To validate the role PMEPA1 in vivo, we subcutaneously inoculated control and PMEPA1‐overexpressed HCT8 cells into male BALB/c nude mice. The continuous tumour volume measurement indicated the average of tumour volume of the PMEPA1‐overexpressed group is larger than the control group. The weight of xenografts with PMEPA1 overexpressed were higher than the control xenografts which also confirms the proliferation induction of PMEPA1 (Figure 4A). Furthermore, we inoculated control and PMEPA1‐knockdown SW620 cell into male BALB/c nude mice, the continuous tumour volume measurement and the weight of the tumour indicated PMEPA1 knockdown reduces the proliferation in vivo (Figure 4B).

Figure 4.

Figure 4

Prostate transmembrane protein androgen induced 1 (PMEPA1) promotes proliferation and metastasis in vivo (A) PMEPA1‐overexpressed HCT8 cells and the control HCT8 cells (EV) have been subcutaneously inoculated into immune‐deficient mice. And the volume of xenografts was recorded after injection. After 30 d, the weight of xenografts has been photographed and measured after killing the mice. B, PMEPA1‐knockdown SW620 cells and control SW620 cells have been subcutaneously inoculated into immune‐deficient mice. And the volume of xenografts was recorded after injection. After 26 d, the weight of xenografts has been photographed and measured after killing the mice. C, Representative images of luciferase signals and (D) quantification of photon flux for metastasis by tail‐vein injection of SW620‐SC and SW620‐shRNA PMEPA1 cells in immune‐deficient mice. E, H&E staining for pulmonary metastatic foci from SW620‐SC and SW620‐shRNA PMEPA1cells. And the foci in lungs of SW620‐SC and SW620‐shRNA PMEPA1 groups were counted. F, Immunohistochemistry detection for PMEPA1, E‐cadherin, Vimentin in SW620‐SC and SW620‐shRNA PMEPA1 xenografts. G, qRTPCR dectection for PMEPA1, E‐cadherin, MMP9, Twist and Zeb1vimentin in SW620‐SC and SW620‐shRNA PMEPA1 xenografts. H, Western blot detection for E‐cadherin, vimentin, PMEPA1 and Twist in SW620‐SC and SW620‐shRNA PMEPA1 xenografts. I, Immunohistochemistry detection for PMEPA1, E‐cadherin, MMP9in HCT8‐EV and HCT8‐PMEPA1 xenografts. J, qRT‐PCR dectection for PMEPA1, E‐cadherin, MMP9, Twist and Zeb1vimentin in HCT8‐EV and HCT8‐PMEPA1 xenografts. (K) Western blot detection for E‐cadherin, vimentin and PMEPA1 in HCT8‐EV and HCT8‐PMEPA1 xenografts. The designations for levels of significance were used within this figure: *P < 0.05; **P < 0.01; ***P < 0.001; ns, not significant

We then intravenously injected luciferase‐labelled control and PMEPA1 knockdown SW620 cells into NOD/SCID mice and monitored metastasis with bioluminescent imaging. After 40 days, the whole‐body luminescence signals in the PMEPA1 knockdown group were ~10‐fold lower than the control group (Figure 4C,D). Moreover, the number of metastatic foci in the lung decreased significantly in the mice which were injected with PMEPA1 knockdown cells (Figure 4E). The results above indicate that PMEPA1 knockdown decreases the metastasis in mice.
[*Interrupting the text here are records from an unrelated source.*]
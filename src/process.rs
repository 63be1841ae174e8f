//! Synchronous subprocess execution.
//!
//! Stages never touch [`std::process::Command`] directly. They build a
//! [`CommandLine`] and hand it to a [`ProcessRunner`], which spawns the child
//! and blocks until it exits. No timeout is applied: a child that never exits
//! blocks the pipeline indefinitely.

use camino::Utf8PathBuf;
use std::ffi::OsString;
use std::fmt;
use std::io;
use std::process::{Command, ExitStatus, Stdio};
use tracing::{debug, info};

/// A program together with its ordered argument list.
#[derive(Debug, Clone, PartialEq, Eq)]
pub struct CommandLine {
    program: Utf8PathBuf,
    args: Vec<String>,
}

impl CommandLine {
    /// Start a command line for `program` with no arguments.
    #[must_use]
    pub fn new(program: impl Into<Utf8PathBuf>) -> Self {
        Self {
            program: program.into(),
            args: Vec::new(),
        }
    }

    /// Append a single argument.
    #[must_use]
    pub fn arg(mut self, arg: impl Into<String>) -> Self {
        self.args.push(arg.into());
        self
    }

    /// Append every argument from `args`, preserving order.
    #[must_use]
    pub fn args<I, S>(mut self, args: I) -> Self
    where
        I: IntoIterator<Item = S>,
        S: Into<String>,
    {
        self.args.extend(args.into_iter().map(Into::into));
        self
    }

    /// Program that will be executed.
    #[must_use]
    pub const fn program(&self) -> &Utf8PathBuf {
        &self.program
    }

    /// Arguments in the order they are passed to the program.
    #[must_use]
    pub fn arguments(&self) -> &[String] {
        &self.args
    }

    fn to_command(&self) -> Command {
        let mut cmd = Command::new(self.program.as_std_path());
        cmd.args(self.args.iter().map(OsString::from));
        cmd.stdin(Stdio::inherit());
        cmd.stdout(Stdio::inherit());
        cmd.stderr(Stdio::inherit());
        cmd
    }
}

/// Renders the command the way it is traced: program and arguments joined by
/// single spaces, without quoting.
///
/// # Examples
///
/// ```
/// use graphrun::process::CommandLine;
///
/// let cmd = CommandLine::new("node").arg("build/main.js").arg("out");
/// assert_eq!(cmd.to_string(), "node build/main.js out");
/// ```
impl fmt::Display for CommandLine {
    fn fmt(&self, f: &mut fmt::Formatter<'_>) -> fmt::Result {
        f.write_str(self.program.as_str())?;
        for arg in &self.args {
            write!(f, " {arg}")?;
        }
        Ok(())
    }
}

/// How a child process ended.
#[derive(Debug, Clone, Copy, PartialEq, Eq)]
pub struct ProcessExit {
    code: Option<i32>,
    signal: Option<i32>,
}

impl ProcessExit {
    /// An exit with the given status code.
    #[must_use]
    pub const fn from_code(code: i32) -> Self {
        Self {
            code: Some(code),
            signal: None,
        }
    }

    /// A termination by signal `signal`.
    ///
    /// The reported code follows the shell convention of `128 + signal`.
    #[must_use]
    pub const fn from_signal(signal: i32) -> Self {
        Self {
            code: Some(128 + signal),
            signal: Some(signal),
        }
    }

    /// Return `true` when the child exited with status zero.
    #[must_use]
    pub const fn success(self) -> bool {
        matches!(self.code, Some(0)) && self.signal.is_none()
    }

    /// Exit code to propagate, if one is known.
    #[must_use]
    pub const fn code(self) -> Option<i32> {
        self.code
    }
}

impl From<ExitStatus> for ProcessExit {
    fn from(status: ExitStatus) -> Self {
        #[cfg(unix)]
        {
            use std::os::unix::process::ExitStatusExt;
            if let Some(signal) = status.signal() {
                return Self::from_signal(signal);
            }
        }
        Self {
            code: status.code(),
            signal: None,
        }
    }
}

impl fmt::Display for ProcessExit {
    fn fmt(&self, f: &mut fmt::Formatter<'_>) -> fmt::Result {
        match (self.signal, self.code) {
            (Some(signal), _) => write!(f, "was terminated by signal {signal}"),
            (None, Some(code)) => write!(f, "exited with code {code}"),
            (None, None) => f.write_str("exited without a status code"),
        }
    }
}

/// Spawn a command and wait for it to finish.
///
/// Implementations must block until the child has exited. Standard streams
/// and the working directory are inherited from the orchestrator.
#[cfg_attr(test, mockall::automock)]
pub trait ProcessRunner {
    /// Run `command` to completion and report how it ended.
    ///
    /// # Errors
    ///
    /// Returns an [`io::Error`] when the child cannot be spawned or waited on.
    fn run(&self, command: &CommandLine) -> io::Result<ProcessExit>;
}

/// [`ProcessRunner`] backed by [`std::process::Command`].
#[derive(Debug, Default, Clone, Copy)]
pub struct SystemRunner;

impl ProcessRunner for SystemRunner {
    fn run(&self, command: &CommandLine) -> io::Result<ProcessExit> {
        info!("Running command: {command}");
        let mut child = command.to_command().spawn()?;
        debug!(pid = child.id(), "spawned child process");
        let status = child.wait()?;
        let exit = ProcessExit::from(status);
        debug!(program = %command.program(), %exit, "child process finished");
        Ok(exit)
    }
}

/// Resolve the executable for an external tool.
///
/// `read_env` is consulted for `key`; a UTF-8 value replaces `default`, while
/// an unset or non-UTF-8 value leaves `default` in place.
///
/// # Examples
///
/// ```
/// use graphrun::process::resolve_program_with;
/// use std::ffi::OsString;
///
/// let program = resolve_program_with("GRAPHRUN_TSC", "tsc", |_| Some(OsString::from("/opt/tsc")));
/// assert_eq!(program, "/opt/tsc");
/// let fallback = resolve_program_with("GRAPHRUN_TSC", "tsc", |_| None);
/// assert_eq!(fallback, "tsc");
/// ```
#[must_use]
pub fn resolve_program_with<F>(key: &str, default: &str, read_env: F) -> Utf8PathBuf
where
    F: FnOnce(&str) -> Option<OsString>,
{
    read_env(key)
        .and_then(|value| value.into_string().ok())
        .filter(|value| !value.is_empty())
        .map_or_else(|| Utf8PathBuf::from(default), Utf8PathBuf::from)
}

/// Resolve the executable for an external tool from the process environment.
#[must_use]
pub fn resolve_program(key: &str, default: &str) -> Utf8PathBuf {
    resolve_program_with(key, default, |name| std::env::var_os(name))
}
//! Unit tests for CLI argument parsing and validation.
//!
//! This module exercises the command-line interface defined in
//! [`graphrun::cli`] using `rstest` for parameterised coverage of success and
//! error scenarios.
use camino::Utf8PathBuf;
use clap::Parser;
use clap::error::ErrorKind;
use graphrun::cli::{Cli, DEFAULT_OUTPUT};
use rstest::rstest;
use std::path::PathBuf;

fn inputs(names: &[&str]) -> Vec<Utf8PathBuf> {
    names.iter().map(Utf8PathBuf::from).collect()
}

#[rstest]
#[case(vec!["graphrun"], true, &[], DEFAULT_OUTPUT, false, false)]
#[case(vec!["graphrun", "-n"], false, &[], DEFAULT_OUTPUT, false, false)]
#[case(vec!["graphrun", "--no-build", "--verbose"], false, &[], DEFAULT_OUTPUT, true, false)]
#[case(vec!["graphrun", "-c", "-v"], true, &[], DEFAULT_OUTPUT, true, true)]
#[case(vec!["graphrun", "-i", "a.ts", "b.ts"], true, &["a.ts", "b.ts"], DEFAULT_OUTPUT, false, false)]
#[case(
    vec!["graphrun", "-o", "calls.txt", "--input", "src/z.ts", "src/a.ts", "-c"],
    true,
    &["src/z.ts", "src/a.ts"],
    "calls.txt",
    false,
    true,
)]
#[case(vec!["graphrun", "-nvc", "-i", "one.ts"], false, &["one.ts"], DEFAULT_OUTPUT, true, true)]
fn parse_cli(
    #[case] argv: Vec<&str>,
    #[case] build: bool,
    #[case] input: &[&str],
    #[case] output: &str,
    #[case] verbose: bool,
    #[case] clean: bool,
) {
    let cli = Cli::try_parse_from(argv).expect("arguments should parse");
    assert_eq!(cli.build, build);
    assert_eq!(cli.input, inputs(input));
    assert_eq!(cli.output, output);
    assert_eq!(cli.verbose, verbose);
    assert_eq!(cli.clean, clean);
}

#[test]
fn defaults_match_parsed_empty_command_line() {
    let parsed = Cli::try_parse_from(["graphrun", "--root", "/repo"]).expect("parse");
    let expected = Cli {
        root: Some(PathBuf::from("/repo")),
        ..Cli::default()
    };
    assert_eq!(parsed, expected);
}

#[test]
fn repeated_input_flags_accumulate_in_order() {
    let cli = Cli::try_parse_from(["graphrun", "-i", "b.ts", "-v", "-i", "a.ts"]).expect("parse");
    assert_eq!(cli.input, inputs(&["b.ts", "a.ts"]));
}

#[rstest]
#[case(vec!["graphrun", "--frobnicate"], ErrorKind::UnknownArgument)]
#[case(vec!["graphrun", "stray.ts"], ErrorKind::UnknownArgument)]
#[case(vec!["graphrun", "-i"], ErrorKind::InvalidValue)]
#[case(vec!["graphrun", "-o"], ErrorKind::InvalidValue)]
fn parse_cli_errors(#[case] argv: Vec<&str>, #[case] expected_error: ErrorKind) {
    let err = Cli::try_parse_from(argv).expect_err("unexpected success");
    assert_eq!(err.kind(), expected_error);
}

#[test]
fn usage_errors_exit_with_two() {
    let err = Cli::try_parse_from(["graphrun", "--frobnicate"]).expect_err("unexpected success");
    assert_eq!(err.exit_code(), 2);
}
Expression of E‐cadherin was increased and the expression of Vimentin was decreased in the PMEPA1‐knockdown xenografts (Figure 4F). However, in the PMEPA1‐overexpressed xenograft, expression of E‐cadherin was decreased and expression of MMP9 was increased (Figure 4I).

We then detected the mRNA levels of PMEPA1, E‐cadherin, MMP9, Twist and Zeb1 of the xenograft. E‐cadherin was decreased and MMP9, Twist and Zeb1 were increased in the PMEPA1‐knockdown xenografts (Figure 4G). And E‐cadherin was increased and MMP9, Twist and Zeb1 were decreased in PMEPA1‐overexpressed xenografts (Figure 4J). In the PMEPA1‐knockdown group, protein levels protein E‐cadherin was increased and the expression of Twist and Vimentin were decreased (Figure 4H). And protein levels of E‐cadherin were decreased in the PMEPA1‐overexpressed xenografts; and the protein levels of MMP9 were decreased in the PMEAPA1‐knockdown group (Figure 4K).

Moreover, we performed a correlation analysis between the expression of PMEPA1 and EMT markers. The results indicated a strong positive correlation between PMEPA1 and CHD2, Twist, FN1. However, the result indicated PMEPA1 was negatively correlated with CDH1 (E‐cadherin) (Figure S1B). Taken together, PMEPA1 promoted CRC proliferation, EMT and metastasis in vivo.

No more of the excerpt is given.